Step 4. Find the spacers
The spacers keep the motherboard above the case. This helps prevent it from wandering around and also helps with cooling. Some boxes come with spacers while others do not. Your motherboard should still come with its own standoffs.
Step 5. Install the standoffs
Match the holes on your motherboard with those available for the standoffs on the motherboard tray. Each board is different and all will have different hole configurations. Line up the motherboard to see which holes you can use to pass the standoffs. Try to put a spacer at each hole on your motherboard.
- Most spacers screw into their hole, but some click into place.
- Not all motherboards are going to be able to attach with all the holes available. Put in as many fasteners as possible, but don't put more than those available, only use the corresponding holes on the motherboard.

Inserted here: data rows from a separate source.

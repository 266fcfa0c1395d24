/// Photo repository - database operations for photos and their thumbnails
use async_trait::async_trait;
use sqlx::postgres::PgPoolOptions;
use sqlx::{PgPool, Row};
use tracing::{debug, info};

use super::{PhotoRepository, RepositoryError, RepositoryResult};
use crate::config::DatabaseConfig;
use crate::models::{PhotoRecord, ThumbnailRef};

/// PostgreSQL-backed [`PhotoRepository`]
#[derive(Clone)]
pub struct PgPhotoRepository {
    pool: PgPool,
}

impl PgPhotoRepository {
    pub fn new(pool: PgPool) -> Self {
        Self { pool }
    }

    /// Open a connection pool and verify the database is reachable
    pub async fn connect(config: &DatabaseConfig) -> RepositoryResult<Self> {
        let pool = PgPoolOptions::new()
            .max_connections(config.max_connections)
            .connect_with(config.connect_options())
            .await?;

        info!(
            host = %config.host,
            database = %config.name,
            max_connections = config.max_connections,
            "Database connection pool created"
        );

        Ok(Self::new(pool))
    }

    /// Apply embedded schema migrations
    pub async fn migrate(&self) -> RepositoryResult<()> {
        sqlx::migrate!("./migrations").run(&self.pool).await?;
        info!("Database migrations applied");
        Ok(())
    }
}

#[async_trait]
impl PhotoRepository for PgPhotoRepository {
    async fn save(&self, record: &PhotoRecord) -> RepositoryResult<()> {
        let mut tx = self.pool.begin().await?;

        sqlx::query(
            r#"
            INSERT INTO photos (filename)
            VALUES ($1)
            ON CONFLICT (filename) DO UPDATE SET updated_at = NOW()
            "#,
        )
        .bind(&record.filename)
        .execute(&mut *tx)
        .await?;

        sqlx::query("DELETE FROM thumbnails WHERE photo_filename = $1")
            .bind(&record.filename)
            .execute(&mut *tx)
            .await?;

        let filenames: Vec<String> = record
            .thumbnails
            .iter()
            .map(|t| t.filename.clone())
            .collect();
        let dimensions = record
            .thumbnails
            .iter()
            .map(|t| {
                i32::try_from(t.dimension)
                    .map_err(|_| RepositoryError::Corrupt(format!("dimension {} out of range", t.dimension)))
            })
            .collect::<RepositoryResult<Vec<i32>>>()?;

        sqlx::query(
            r#"
            INSERT INTO thumbnails (filename, photo_filename, dimension)
            SELECT t.filename, $1, t.dimension
            FROM UNNEST($2::TEXT[], $3::INTEGER[]) AS t(filename, dimension)
            ON CONFLICT (filename) DO UPDATE
            SET photo_filename = EXCLUDED.photo_filename,
                dimension = EXCLUDED.dimension
            "#,
        )
        .bind(&record.filename)
        .bind(&filenames)
        .bind(&dimensions)
        .execute(&mut *tx)
        .await?;

        tx.commit().await?;

        debug!(
            filename = %record.filename,
            thumbnails = record.thumbnails.len(),
            "Photo record saved"
        );
        Ok(())
    }

    async fn find(&self, filename: &str) -> RepositoryResult<Option<PhotoRecord>> {
        let photo = sqlx::query("SELECT filename, updated_at FROM photos WHERE filename = $1")
            .bind(filename)
            .fetch_optional(&self.pool)
            .await?;

        let Some(photo) = photo else {
            return Ok(None);
        };

        let rows = sqlx::query(
            r#"
            SELECT filename, dimension
            FROM thumbnails
            WHERE photo_filename = $1
            ORDER BY dimension ASC
            "#,
        )
        .bind(filename)
        .fetch_all(&self.pool)
        .await?;

        let thumbnails = rows
            .into_iter()
            .map(|row| {
                let dimension: i32 = row.try_get("dimension")?;
                Ok(ThumbnailRef {
                    filename: row.try_get("filename")?,
                    dimension: u32::try_from(dimension).map_err(|_| {
                        RepositoryError::Corrupt(format!("negative dimension {dimension}"))
                    })?,
                })
            })
            .collect::<RepositoryResult<Vec<_>>>()?;

        Ok(Some(PhotoRecord {
            filename: photo.try_get("filename")?,
            thumbnails,
            updated_at: Some(photo.try_get("updated_at")?),
        }))
    }
}
//! Thumbs Service
//!
//! Generates thumbnails for uploaded photos. Upload events arrive on a
//! RabbitMQ fanout exchange; each photo is resized to the configured
//! dimensions, stored, recorded in PostgreSQL and announced on the worker
//! exchange. Stored thumbnails are served over HTTP.

pub mod broker;
pub mod config;
pub mod db;
pub mod error;
pub mod handlers;
pub mod lifecycle;
pub mod models;
pub mod services;
pub mod storage;

// Public re-exports
pub use config::Config;
pub use error::{AppError, Result};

Step 6. Place the motherboard on the standoffs
The holes and spacers should all line up. If your motherboard tray cannot be pulled out of the case, you will need to gently press the motherboard against the I / O panel on the back of the case so that it can snap into place. Start securing the motherboard with the screws.

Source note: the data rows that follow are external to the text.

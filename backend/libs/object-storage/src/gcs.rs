/// Google Cloud Storage object store
///
/// Talks to the GCS XML API through V4 signed URLs generated from a service
/// account key, so no extra auth SDK is needed.
use async_trait::async_trait;
use futures::TryStreamExt;
use percent_encoding::{utf8_percent_encode, AsciiSet, NON_ALPHANUMERIC};
use reqwest::header::{CONTENT_LENGTH, CONTENT_TYPE};
use reqwest::{Client, StatusCode};
use rsa::pkcs1v15::SigningKey;
use rsa::pkcs8::DecodePrivateKey;
use rsa::signature::{SignatureEncoding, Signer};
use rsa::RsaPrivateKey;
use sha2::{Digest, Sha256};
use std::io;
use std::sync::Arc;
use std::time::Duration;
use tracing::{debug, info};

use crate::body::ObjectBody;
use crate::config::GcsConfig;
use crate::error::{StorageError, StorageResult};
use crate::ObjectStore;

/// Characters that must be percent-encoded in the path component
const PATH_SET: &AsciiSet = &NON_ALPHANUMERIC
    .remove(b'/')
    .remove(b'-')
    .remove(b'_')
    .remove(b'.')
    .remove(b'~');

const SIGNED_URL_TTL: Duration = Duration::from_secs(300);

#[derive(serde::Deserialize)]
struct ServiceAccount {
    client_email: String,
    private_key: String,
}

/// Credentials and HTTP client shared by every GCS bucket handle
pub struct GcsClient {
    client_email: String,
    private_key: RsaPrivateKey,
    host: String,
    http_client: Client,
}

impl GcsClient {
    pub fn from_config(cfg: &GcsConfig) -> StorageResult<Self> {
        let raw_json = if let Some(ref inline) = cfg.service_account_json {
            inline.clone()
        } else if let Some(ref path) = cfg.service_account_json_path {
            std::fs::read_to_string(path).map_err(|e| {
                StorageError::Config(format!(
                    "Failed to read GCS service account JSON at {}: {e}",
                    path
                ))
            })?
        } else {
            return Err(StorageError::Config(
                "GCS backend selected but no service account JSON provided".into(),
            ));
        };

        Self::from_service_account_json(&raw_json, &cfg.host)
    }

    pub fn from_service_account_json(raw_json: &str, host: &str) -> StorageResult<Self> {
        let sa: ServiceAccount = serde_json::from_str(raw_json)
            .map_err(|e| StorageError::Config(format!("Invalid service account JSON: {e}")))?;

        let private_key = RsaPrivateKey::from_pkcs8_pem(&sa.private_key).map_err(|e| {
            StorageError::Config(format!("Failed to parse service account private key: {e}"))
        })?;

        // No overall timeout: bodies are streamed and may be large.
        let http_client = Client::builder()
            .connect_timeout(Duration::from_secs(30))
            .build()
            .map_err(|e| StorageError::Config(format!("Failed to create HTTP client: {e}")))?;

        info!(client_email = %sa.client_email, host = %host, "GCS client initialized");

        Ok(Self {
            client_email: sa.client_email,
            private_key,
            host: host.to_string(),
            http_client,
        })
    }

    /// Generate a V4 signed URL for `method` on `bucket/object_path`
    pub fn sign_url(
        &self,
        method: &str,
        bucket: &str,
        object_path: &str,
        expires_in: Duration,
    ) -> StorageResult<String> {
        let now = chrono::Utc::now();
        let datestamp = now.format("%Y%m%d").to_string();
        let timestamp = now.format("%Y%m%dT%H%M%SZ").to_string();

        let credential_scope = format!("{datestamp}/auto/storage/goog4_request");
        let credential = format!("{}/{}", self.client_email, credential_scope);

        let encoded_object = utf8_percent_encode(object_path.trim_start_matches('/'), PATH_SET);
        let canonical_uri = format!("/{}/{}", bucket, encoded_object);

        let mut query_items = [
            ("X-Goog-Algorithm", "GOOG4-RSA-SHA256".to_string()),
            ("X-Goog-Credential", urlencoding::encode(&credential).into_owned()),
            ("X-Goog-Date", timestamp.clone()),
            ("X-Goog-Expires", expires_in.as_secs().to_string()),
            ("X-Goog-SignedHeaders", "host".to_string()),
        ];
        query_items.sort_by(|a, b| a.0.cmp(b.0));
        let canonical_query = query_items
            .iter()
            .map(|(k, v)| format!("{}={}", k, v))
            .collect::<Vec<_>>()
            .join("&");

        let canonical_request = format!(
            "{method}\n{canonical_uri}\n{canonical_query}\nhost:{}\n\nhost\nUNSIGNED-PAYLOAD",
            self.host
        );
        let canonical_hash = hex::encode(Sha256::digest(canonical_request.as_bytes()));
        let string_to_sign =
            format!("GOOG4-RSA-SHA256\n{timestamp}\n{credential_scope}\n{canonical_hash}");

        let signing_key = SigningKey::<Sha256>::new(self.private_key.clone());
        let signature = hex::encode(signing_key.sign(string_to_sign.as_bytes()).to_bytes());

        Ok(format!(
            "https://{}{canonical_uri}?{canonical_query}&X-Goog-Signature={signature}",
            self.host
        ))
    }
}

/// One GCS bucket
#[derive(Clone)]
pub struct GcsObjectStore {
    client: Arc<GcsClient>,
    bucket: String,
}

impl GcsObjectStore {
    pub fn new(client: Arc<GcsClient>, bucket: impl Into<String>) -> Self {
        Self {
            client,
            bucket: bucket.into(),
        }
    }
}

#[async_trait]
impl ObjectStore for GcsObjectStore {
    async fn put(&self, key: &str, body: ObjectBody) -> StorageResult<()> {
        let signed_url = self.client.sign_url("PUT", &self.bucket, key, SIGNED_URL_TTL)?;

        let mut request = self.client.http_client.put(&signed_url);
        if let Some(content_type) = body.content_type() {
            request = request.header(CONTENT_TYPE, content_type);
        }
        if let Some(len) = body.content_length() {
            request = request.header(CONTENT_LENGTH, len);
        }

        let response = request
            .body(reqwest::Body::wrap_stream(body.into_stream()))
            .send()
            .await
            .map_err(|e| StorageError::Backend(format!("GCS upload failed: {e}")))?;

        if !response.status().is_success() {
            let status = response.status();
            let detail = response.text().await.unwrap_or_default();
            return Err(StorageError::Backend(format!(
                "GCS upload of {}/{} failed with status {}: {}",
                self.bucket, key, status, detail
            )));
        }

        debug!(bucket = %self.bucket, key = %key, "Uploaded object to GCS");
        Ok(())
    }

    async fn get(&self, key: &str) -> StorageResult<ObjectBody> {
        let signed_url = self.client.sign_url("GET", &self.bucket, key, SIGNED_URL_TTL)?;

        let response = self
            .client
            .http_client
            .get(&signed_url)
            .send()
            .await
            .map_err(|e| StorageError::Backend(format!("GCS download failed: {e}")))?;

        match response.status() {
            status if status.is_success() => {}
            StatusCode::NOT_FOUND => return Err(StorageError::not_found(&self.bucket, key)),
            status => {
                let detail = response.text().await.unwrap_or_default();
                return Err(StorageError::Backend(format!(
                    "GCS download of {}/{} failed with status {}: {}",
                    self.bucket, key, status, detail
                )));
            }
        }

        let content_length = response.content_length();
        let content_type = response
            .headers()
            .get(CONTENT_TYPE)
            .and_then(|v| v.to_str().ok())
            .map(str::to_string);

        let chunks = response
            .bytes_stream()
            .map_err(|e| io::Error::new(io::ErrorKind::Other, e));

        let mut object = ObjectBody::from_stream(chunks);
        if let Some(len) = content_length {
            object = object.with_content_length(len);
        }
        if let Some(content_type) = content_type {
            object = object.with_content_type(content_type);
        }
        Ok(object)
    }

    fn bucket(&self) -> &str {
        &self.bucket
    }
}

#[cfg(test)]
mod tests {
    use super::*;

    #[test]
    fn test_missing_service_account_is_config_error() {
        let result = GcsClient::from_config(&GcsConfig::default());
        assert!(matches!(result, Err(StorageError::Config(_))));
    }

    #[test]
    fn test_invalid_service_account_json() {
        let result = GcsClient::from_service_account_json("{not json", "storage.googleapis.com");
        assert!(matches!(result, Err(StorageError::Config(_))));
    }

    #[test]
    fn test_path_set_keeps_separators() {
        let encoded = utf8_percent_encode("thumbs/photo 1_100.jpg", PATH_SET).to_string();
        assert_eq!(encoded, "thumbs/photo%201_100.jpg");
    }
}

- Won't be too tight the screws. Make sure they are tight, but not too tight. Do not use an electric screwdriver.
- For the holes that are not metallized, use and cardboard washers between the screw and the motherboard.

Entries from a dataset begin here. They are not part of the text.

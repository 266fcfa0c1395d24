//! Thumbnail generation
//!
//! - Image processor for resizing and encoding
//! - Worker coordinating fetch, transform, store, persist and publish
//! - Consumer adapting broker messages to worker requests

pub mod consumer;
pub mod processor;
pub mod worker;

pub use consumer::{ConsumeError, MessageHandler, ThumbnailConsumer};
pub use processor::{ImageTransform, ThumbnailProcessor, TransformError};
pub use worker::{ThumbnailWorker, WorkOutcome, WorkerBundle, WorkerError};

Step 7. Install your components
Before replacing the motherboard tray with your new motherboard in your case, install your processor, its fan and the RAM. Doing this now will be easy to put everything back. If your motherboard is not on a movable tray, install your components after wiring.
Step 8. Connect the power supply
Once the motherboard is attached, you can start connecting the components. It is recommended that you connect the power supply first, as the outlets may be difficult to reach afterwards. Check that the 20/24 pin connectors are attached as well as the 4/8 pin 12 V connectors.
Consult your power supply documentation if you are not sure which cables to use
Step 9. Connect your front panel
In order to be able to turn on your computer with the power button on the front or to see if there are disk accesses, you will need to connect the buttons and indicators on the front panel.
- Ignition button
- Reset button
- Voltage LED
- Hard drive LED
- Sound output
Step 10. Connect the front USB ports
Connect the front panel USB ports to the appropriate plug in the motherboard. They are generally marked. Make sure you put them in the correct connectors.
Step 11. Connect the fans
Connect all case and processor fans to the appropriate sockets on the motherboard. There are often several places to connect the fans of the case as well as those of the processors.
Step 12. Install your disks
Once the motherboard is fixed and connected, you can start plugging your drives into it. Make sure you connect your hard drive and SATA optical drive to the correct ports on the motherboard.
Step 13. Install a video card
One of the last components you will need to install is the video card. This card takes up a lot of space and will make access to other places very difficult. Installing a video card may be optional, depending on your system and your needs.
Step 14. Arrange your wiring
Now that everything is plugged into your motherboard, it's time to organize the cables so that they don't obstruct the flow of hot air. Store excess cables in free bays and try to tie them together using serflexs. Make sure all components have enough room to breathe.
Step 15. Close the computer
Reposition the side panels of the case and screw them back on. Connect the computer and its components. Turn it on and prepare for the reinstallation of the operating system.
- It is preferable to install the processor, its fan and the RAM before installing the motherboard in the case.
- Consult your documentation before you begin. It will explain to you where all the jumpers and connectors you need are located on your motherboard. Their position varies for each model of motherboard.
- To install a motherboard, it is important to follow the steps in order.
- In most cases with a new motherboard, it is advisable to also use a new case and a new power supply.